[INPUT RECORDS Boundary: Start]
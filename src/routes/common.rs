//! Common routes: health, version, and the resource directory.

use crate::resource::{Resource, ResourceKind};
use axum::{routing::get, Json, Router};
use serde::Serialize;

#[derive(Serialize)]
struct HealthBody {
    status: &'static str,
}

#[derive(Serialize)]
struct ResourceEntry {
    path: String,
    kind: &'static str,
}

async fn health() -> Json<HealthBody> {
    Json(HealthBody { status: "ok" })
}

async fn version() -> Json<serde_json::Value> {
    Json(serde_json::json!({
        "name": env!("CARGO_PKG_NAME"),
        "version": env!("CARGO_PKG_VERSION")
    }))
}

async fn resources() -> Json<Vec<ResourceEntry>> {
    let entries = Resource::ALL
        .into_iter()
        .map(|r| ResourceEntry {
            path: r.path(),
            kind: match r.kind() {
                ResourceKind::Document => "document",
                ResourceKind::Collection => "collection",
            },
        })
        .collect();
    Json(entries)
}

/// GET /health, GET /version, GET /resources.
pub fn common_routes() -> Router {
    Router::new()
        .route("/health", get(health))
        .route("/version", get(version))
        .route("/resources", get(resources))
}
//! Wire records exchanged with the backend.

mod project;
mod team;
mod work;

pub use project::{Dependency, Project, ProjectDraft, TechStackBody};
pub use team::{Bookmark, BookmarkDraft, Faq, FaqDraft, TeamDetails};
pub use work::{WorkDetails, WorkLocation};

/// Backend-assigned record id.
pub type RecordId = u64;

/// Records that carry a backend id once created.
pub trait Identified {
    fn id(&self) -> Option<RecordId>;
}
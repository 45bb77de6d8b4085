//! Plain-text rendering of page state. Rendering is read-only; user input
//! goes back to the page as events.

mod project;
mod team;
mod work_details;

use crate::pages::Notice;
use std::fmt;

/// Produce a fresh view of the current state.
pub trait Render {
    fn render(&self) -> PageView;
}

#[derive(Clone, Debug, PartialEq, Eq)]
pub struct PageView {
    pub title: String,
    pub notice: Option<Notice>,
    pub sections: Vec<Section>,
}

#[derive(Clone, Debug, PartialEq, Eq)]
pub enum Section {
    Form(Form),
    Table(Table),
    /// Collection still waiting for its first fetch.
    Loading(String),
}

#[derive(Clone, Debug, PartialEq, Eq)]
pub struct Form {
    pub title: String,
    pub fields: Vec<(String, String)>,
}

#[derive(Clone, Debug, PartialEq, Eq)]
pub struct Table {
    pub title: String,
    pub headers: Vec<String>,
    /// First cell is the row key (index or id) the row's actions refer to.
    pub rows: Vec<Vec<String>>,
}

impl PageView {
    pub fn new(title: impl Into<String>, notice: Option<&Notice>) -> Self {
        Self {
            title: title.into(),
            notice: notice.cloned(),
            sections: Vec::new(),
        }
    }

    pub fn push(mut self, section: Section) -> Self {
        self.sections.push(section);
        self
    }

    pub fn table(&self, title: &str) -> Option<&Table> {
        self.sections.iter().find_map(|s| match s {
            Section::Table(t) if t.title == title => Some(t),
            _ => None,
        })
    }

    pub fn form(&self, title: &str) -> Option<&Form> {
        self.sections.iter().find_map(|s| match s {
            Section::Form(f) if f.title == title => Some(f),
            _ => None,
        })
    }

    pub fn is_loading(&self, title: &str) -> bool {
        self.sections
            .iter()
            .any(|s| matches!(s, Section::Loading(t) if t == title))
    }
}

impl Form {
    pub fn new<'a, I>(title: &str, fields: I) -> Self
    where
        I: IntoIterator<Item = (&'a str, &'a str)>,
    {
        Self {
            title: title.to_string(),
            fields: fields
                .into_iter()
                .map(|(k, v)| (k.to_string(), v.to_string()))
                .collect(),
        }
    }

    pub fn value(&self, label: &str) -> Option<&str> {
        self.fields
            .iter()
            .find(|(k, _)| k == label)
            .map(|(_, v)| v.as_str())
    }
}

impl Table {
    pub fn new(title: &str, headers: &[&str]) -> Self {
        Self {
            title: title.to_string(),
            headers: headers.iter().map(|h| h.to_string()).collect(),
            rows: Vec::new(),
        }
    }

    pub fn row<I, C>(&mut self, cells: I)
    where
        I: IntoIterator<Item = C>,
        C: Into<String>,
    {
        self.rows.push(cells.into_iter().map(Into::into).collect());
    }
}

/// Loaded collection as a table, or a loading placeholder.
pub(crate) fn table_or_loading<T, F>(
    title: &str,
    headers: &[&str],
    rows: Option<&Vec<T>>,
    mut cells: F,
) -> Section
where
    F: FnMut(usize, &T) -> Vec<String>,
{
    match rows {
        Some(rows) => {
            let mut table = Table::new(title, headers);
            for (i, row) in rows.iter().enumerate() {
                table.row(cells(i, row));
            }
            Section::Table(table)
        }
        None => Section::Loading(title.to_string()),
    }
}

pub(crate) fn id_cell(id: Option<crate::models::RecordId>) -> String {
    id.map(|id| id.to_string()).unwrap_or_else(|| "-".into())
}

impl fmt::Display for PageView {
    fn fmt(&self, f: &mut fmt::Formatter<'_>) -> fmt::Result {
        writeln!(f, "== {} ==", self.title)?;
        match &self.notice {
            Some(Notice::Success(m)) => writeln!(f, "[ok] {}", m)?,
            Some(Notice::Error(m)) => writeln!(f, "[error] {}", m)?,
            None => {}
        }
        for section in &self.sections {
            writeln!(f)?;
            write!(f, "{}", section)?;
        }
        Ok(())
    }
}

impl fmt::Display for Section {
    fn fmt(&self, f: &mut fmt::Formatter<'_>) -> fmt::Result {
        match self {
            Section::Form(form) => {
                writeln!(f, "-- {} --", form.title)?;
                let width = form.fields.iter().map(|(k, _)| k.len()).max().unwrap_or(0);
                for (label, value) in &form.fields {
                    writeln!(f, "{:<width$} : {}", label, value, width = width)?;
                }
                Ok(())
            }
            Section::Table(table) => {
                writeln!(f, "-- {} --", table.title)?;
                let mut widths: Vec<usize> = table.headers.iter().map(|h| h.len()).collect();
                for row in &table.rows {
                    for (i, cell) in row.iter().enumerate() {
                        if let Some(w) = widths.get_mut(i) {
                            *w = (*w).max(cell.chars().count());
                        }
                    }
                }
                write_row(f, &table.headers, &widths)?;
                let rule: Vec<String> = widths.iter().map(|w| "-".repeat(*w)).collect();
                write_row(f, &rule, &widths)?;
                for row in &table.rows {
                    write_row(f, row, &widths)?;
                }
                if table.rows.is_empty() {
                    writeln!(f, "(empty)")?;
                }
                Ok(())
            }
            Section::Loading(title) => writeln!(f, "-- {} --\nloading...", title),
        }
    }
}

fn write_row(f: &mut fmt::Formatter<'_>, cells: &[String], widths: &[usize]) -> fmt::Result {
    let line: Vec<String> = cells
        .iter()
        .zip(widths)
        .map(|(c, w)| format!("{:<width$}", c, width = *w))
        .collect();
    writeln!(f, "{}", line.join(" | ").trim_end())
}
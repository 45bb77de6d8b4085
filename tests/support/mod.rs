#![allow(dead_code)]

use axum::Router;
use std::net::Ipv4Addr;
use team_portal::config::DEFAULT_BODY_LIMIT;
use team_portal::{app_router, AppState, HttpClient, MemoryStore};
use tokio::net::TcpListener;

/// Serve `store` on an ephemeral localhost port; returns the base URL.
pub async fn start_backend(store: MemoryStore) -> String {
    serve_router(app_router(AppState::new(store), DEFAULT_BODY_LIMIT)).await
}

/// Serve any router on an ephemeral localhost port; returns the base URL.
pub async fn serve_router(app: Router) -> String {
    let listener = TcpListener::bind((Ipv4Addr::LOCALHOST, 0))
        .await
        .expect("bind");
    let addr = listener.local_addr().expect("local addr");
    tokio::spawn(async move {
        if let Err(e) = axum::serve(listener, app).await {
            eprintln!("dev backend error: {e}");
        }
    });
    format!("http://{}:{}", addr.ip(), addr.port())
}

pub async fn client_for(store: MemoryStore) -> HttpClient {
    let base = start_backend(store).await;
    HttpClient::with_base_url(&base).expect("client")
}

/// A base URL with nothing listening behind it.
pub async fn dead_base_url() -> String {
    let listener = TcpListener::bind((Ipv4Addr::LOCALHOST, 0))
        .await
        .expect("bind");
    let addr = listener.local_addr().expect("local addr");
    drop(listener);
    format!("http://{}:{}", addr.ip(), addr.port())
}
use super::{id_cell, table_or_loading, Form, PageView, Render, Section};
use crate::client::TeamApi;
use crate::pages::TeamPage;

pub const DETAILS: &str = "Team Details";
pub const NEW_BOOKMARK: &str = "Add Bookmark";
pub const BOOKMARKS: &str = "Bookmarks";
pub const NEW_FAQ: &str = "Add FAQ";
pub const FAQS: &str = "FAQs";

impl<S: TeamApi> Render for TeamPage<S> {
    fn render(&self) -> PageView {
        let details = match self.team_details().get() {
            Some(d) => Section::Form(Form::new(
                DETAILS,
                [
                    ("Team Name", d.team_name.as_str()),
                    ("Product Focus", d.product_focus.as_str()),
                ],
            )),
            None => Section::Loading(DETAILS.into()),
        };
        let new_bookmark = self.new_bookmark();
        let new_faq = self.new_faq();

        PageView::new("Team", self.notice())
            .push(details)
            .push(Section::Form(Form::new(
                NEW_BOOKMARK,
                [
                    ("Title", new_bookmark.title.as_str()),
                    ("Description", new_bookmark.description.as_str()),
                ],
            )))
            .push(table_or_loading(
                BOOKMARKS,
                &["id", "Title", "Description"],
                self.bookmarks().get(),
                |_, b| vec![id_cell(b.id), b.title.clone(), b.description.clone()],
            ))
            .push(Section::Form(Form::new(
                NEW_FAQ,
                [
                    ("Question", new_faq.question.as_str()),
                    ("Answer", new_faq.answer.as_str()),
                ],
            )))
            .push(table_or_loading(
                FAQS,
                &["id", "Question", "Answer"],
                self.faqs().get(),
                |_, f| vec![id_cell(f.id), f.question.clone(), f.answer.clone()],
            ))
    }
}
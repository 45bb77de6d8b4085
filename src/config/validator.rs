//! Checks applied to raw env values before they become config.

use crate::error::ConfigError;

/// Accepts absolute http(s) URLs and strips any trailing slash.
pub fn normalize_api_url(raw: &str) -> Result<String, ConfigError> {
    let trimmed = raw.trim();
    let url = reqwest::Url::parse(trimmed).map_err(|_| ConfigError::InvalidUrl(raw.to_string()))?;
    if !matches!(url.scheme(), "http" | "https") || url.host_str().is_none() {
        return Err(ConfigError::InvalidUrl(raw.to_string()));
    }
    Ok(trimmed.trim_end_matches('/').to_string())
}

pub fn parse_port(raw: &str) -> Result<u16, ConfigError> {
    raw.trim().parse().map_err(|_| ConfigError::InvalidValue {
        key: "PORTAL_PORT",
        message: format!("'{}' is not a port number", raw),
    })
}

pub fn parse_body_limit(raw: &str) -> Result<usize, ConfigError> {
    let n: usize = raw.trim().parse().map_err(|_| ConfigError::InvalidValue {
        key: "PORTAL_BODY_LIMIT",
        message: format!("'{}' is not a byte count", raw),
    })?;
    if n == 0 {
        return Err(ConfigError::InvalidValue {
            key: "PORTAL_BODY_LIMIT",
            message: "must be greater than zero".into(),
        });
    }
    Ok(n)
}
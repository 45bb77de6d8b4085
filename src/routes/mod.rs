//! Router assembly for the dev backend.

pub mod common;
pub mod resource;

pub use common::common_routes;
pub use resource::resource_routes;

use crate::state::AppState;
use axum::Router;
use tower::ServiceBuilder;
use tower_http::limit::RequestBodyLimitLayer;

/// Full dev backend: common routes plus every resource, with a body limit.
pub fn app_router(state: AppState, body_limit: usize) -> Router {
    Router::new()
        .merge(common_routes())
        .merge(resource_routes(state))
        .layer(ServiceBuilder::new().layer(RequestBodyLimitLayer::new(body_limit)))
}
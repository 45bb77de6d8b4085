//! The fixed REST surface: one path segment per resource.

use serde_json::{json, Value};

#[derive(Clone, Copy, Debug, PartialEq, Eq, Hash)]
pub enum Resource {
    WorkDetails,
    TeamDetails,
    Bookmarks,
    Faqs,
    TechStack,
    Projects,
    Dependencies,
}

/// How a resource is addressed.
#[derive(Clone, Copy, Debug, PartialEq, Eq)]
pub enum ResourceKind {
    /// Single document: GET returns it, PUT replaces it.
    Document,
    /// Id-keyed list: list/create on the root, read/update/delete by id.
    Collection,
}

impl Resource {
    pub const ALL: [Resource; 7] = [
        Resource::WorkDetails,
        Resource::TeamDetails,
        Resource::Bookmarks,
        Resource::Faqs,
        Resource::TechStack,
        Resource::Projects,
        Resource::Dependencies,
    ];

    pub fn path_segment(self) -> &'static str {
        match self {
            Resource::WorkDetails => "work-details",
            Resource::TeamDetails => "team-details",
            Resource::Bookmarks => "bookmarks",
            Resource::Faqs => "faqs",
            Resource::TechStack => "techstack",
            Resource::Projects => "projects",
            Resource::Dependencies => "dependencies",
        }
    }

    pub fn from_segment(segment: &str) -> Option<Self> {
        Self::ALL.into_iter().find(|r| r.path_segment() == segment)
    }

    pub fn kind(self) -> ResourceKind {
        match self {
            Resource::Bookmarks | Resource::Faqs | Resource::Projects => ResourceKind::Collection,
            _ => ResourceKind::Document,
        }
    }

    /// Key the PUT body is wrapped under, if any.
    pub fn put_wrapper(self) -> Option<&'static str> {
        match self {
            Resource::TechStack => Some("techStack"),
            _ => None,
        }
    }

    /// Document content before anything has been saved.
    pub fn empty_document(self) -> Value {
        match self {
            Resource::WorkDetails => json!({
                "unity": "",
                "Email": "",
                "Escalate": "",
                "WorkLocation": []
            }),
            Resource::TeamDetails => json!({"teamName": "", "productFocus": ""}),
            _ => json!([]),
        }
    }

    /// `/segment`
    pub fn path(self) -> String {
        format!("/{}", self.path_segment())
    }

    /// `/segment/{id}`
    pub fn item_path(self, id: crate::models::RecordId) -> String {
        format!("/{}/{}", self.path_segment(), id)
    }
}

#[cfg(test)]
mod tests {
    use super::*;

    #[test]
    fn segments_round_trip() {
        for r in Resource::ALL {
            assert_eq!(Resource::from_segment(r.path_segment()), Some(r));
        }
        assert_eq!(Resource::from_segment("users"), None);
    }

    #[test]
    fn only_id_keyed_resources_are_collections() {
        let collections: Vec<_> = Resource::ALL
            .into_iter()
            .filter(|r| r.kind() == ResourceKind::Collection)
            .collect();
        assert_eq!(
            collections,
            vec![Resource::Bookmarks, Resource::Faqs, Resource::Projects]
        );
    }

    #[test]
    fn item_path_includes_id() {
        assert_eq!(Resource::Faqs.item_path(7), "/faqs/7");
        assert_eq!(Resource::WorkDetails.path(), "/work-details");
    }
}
[INPUT RECORDS Boundary: End]
§ TASK DETAILS
Reproduce the lines of the entries above from the one with "assert_eq!(Resource::from_segment(r.path_segment()), Some(r));" to the one with "vec![Resource::Bookmarks, Resource::Faqs, Resource::Projects]", both included, exactly and without any other line.

§ RESPONSE TO THE TASK
            assert_eq!(Resource::from_segment(r.path_segment()), Some(r));
        }
        assert_eq!(Resource::from_segment("users"), None);
    }

    #[test]
    fn only_id_keyed_resources_are_collections() {
        let collections: Vec<_> = Resource::ALL
            .into_iter()
            .filter(|r| r.kind() == ResourceKind::Collection)
            .collect();
        assert_eq!(
            collections,
            vec![Resource::Bookmarks, Resource::Faqs, Resource::Projects]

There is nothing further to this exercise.